Hence the process $(X_n)_{n\geqslant0}$ defined by $X_n=\varrho^{-n}Z_n$ for every $n\geqslant0$ is a martingale and, for each $n\geqslant0$, the distribution of $X_n$ is centered normal with variance $\varrho^{-2n}$. However, the distribution of $X_{n+1}$ conditionally on $X_n$ depends on the full distribution of $R_1$, and not only on the parameter $\varrho$.
For example, if $R_1=\frac12$ almost surely, then $\varrho=\frac12$ and $X_{n+1}$ conditionally on $X_n$ is gaussian with mean $X_n$ and variance $3\cdot4^{n}$. On the other hand, if $R=0$ or $R=1$ with equal probabilities then $\varrho=\frac12$ but $X_{n+1}=2X_n$ or $X_{n+1}=2^{n+1}W_{n+1}$ with equal probabilities hence the distribution of $X_{n+1}$ conditionally on $X_n$ is the barycenter of a Dirac measure at $2X_n$ and of the centered gaussian measure with variance $4^{n+1}$.
To sum up, one can consider $X_0=Y_0=W_0$, $X_{n+1}=X_n+2^n\sqrt{3}\cdot W_{n+1}$ and $Y_{n+1}=2Y_n$ or $Y_{n+1}=2^{n+1}W_{n+1}$ with equal probabilities, with $(W_n)_{n\geqslant0}$ i.i.d. standard normal. Then $(X_n)_{n\geqslant0}$ and $(Y_n)_{n\geqslant0}$ are two martingales such that, for every $n\geqslant0$, the distributions of $X_n$ and $Y_n$ are both centered normal with variance $4^n$ but the distributions of $(X_n,X_{n+1})$ and $(Y_n,Y_{n+1})$ do not coincide.

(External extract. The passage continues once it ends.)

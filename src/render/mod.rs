pub mod renderer;
pub mod progress;

pub use progress::BatchProgress;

For $p\in [0,\frac 13]$, let $(Z_n^p)_{n\in\{0,1\}}$ be a process with law determined by $$Z^p_0 = \begin{cases}-1 & \text{ w.p. } \frac 13\\0 & \text{ w.p. } \frac 13\\1 & \text{ w.p. } \frac 13\\ \end{cases} $$ and $\mathbb{P}[Z^p_1=j|Z^p_0=i] = q_i^j$, where
$$\begin{align} q_0^0 &= p\\ q_0^2 = q_0^{-2} &= \frac 12 -\frac p2\\ q_1^2 = q_{-1}^{-2} &= \frac 23 + \frac p4\\ q_1^0 = q_{-1}^0 &= \frac 16 - \frac p2\\ q_1^{-2} = q_{-1}^2 &= \frac 16 + \frac p4 \end{align} $$
We may check directly that $Z^p$ is a martingale, and that the law of $Z^p_1$ is independent of $p$:
$$ Z^p_1 = \begin{cases}-2 & \text{ w.p. } \frac 49\\0 & \text{ w.p. } \frac 19\\2 & \text{ w.p. } \frac 49\\ \end{cases} $$
Defining $(X_n)_{n\in\mathbb{N}} = Z^0_{\min(n,1)}$ and $(Y_n)_{n\in\mathbb{N}} = Z^\frac{1}{3}_{\min(n,1)}$, we are done.